— Task —
Records follow. Copy every line with "match".

— Data supplied —

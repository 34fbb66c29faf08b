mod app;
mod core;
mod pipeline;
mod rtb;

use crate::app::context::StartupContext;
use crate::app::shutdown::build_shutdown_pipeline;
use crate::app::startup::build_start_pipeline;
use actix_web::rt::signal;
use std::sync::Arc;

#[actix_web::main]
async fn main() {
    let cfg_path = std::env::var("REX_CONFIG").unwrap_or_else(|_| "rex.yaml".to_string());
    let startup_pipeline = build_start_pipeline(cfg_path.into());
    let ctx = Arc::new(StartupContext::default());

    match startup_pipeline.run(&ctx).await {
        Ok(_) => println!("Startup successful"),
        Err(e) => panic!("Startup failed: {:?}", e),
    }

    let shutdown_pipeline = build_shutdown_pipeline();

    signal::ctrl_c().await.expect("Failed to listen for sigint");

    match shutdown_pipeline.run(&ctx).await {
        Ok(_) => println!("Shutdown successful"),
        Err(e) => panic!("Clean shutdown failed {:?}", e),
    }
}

— Exercise output —
    match startup_pipeline.run(&ctx).await {
    match shutdown_pipeline.run(&ctx).await {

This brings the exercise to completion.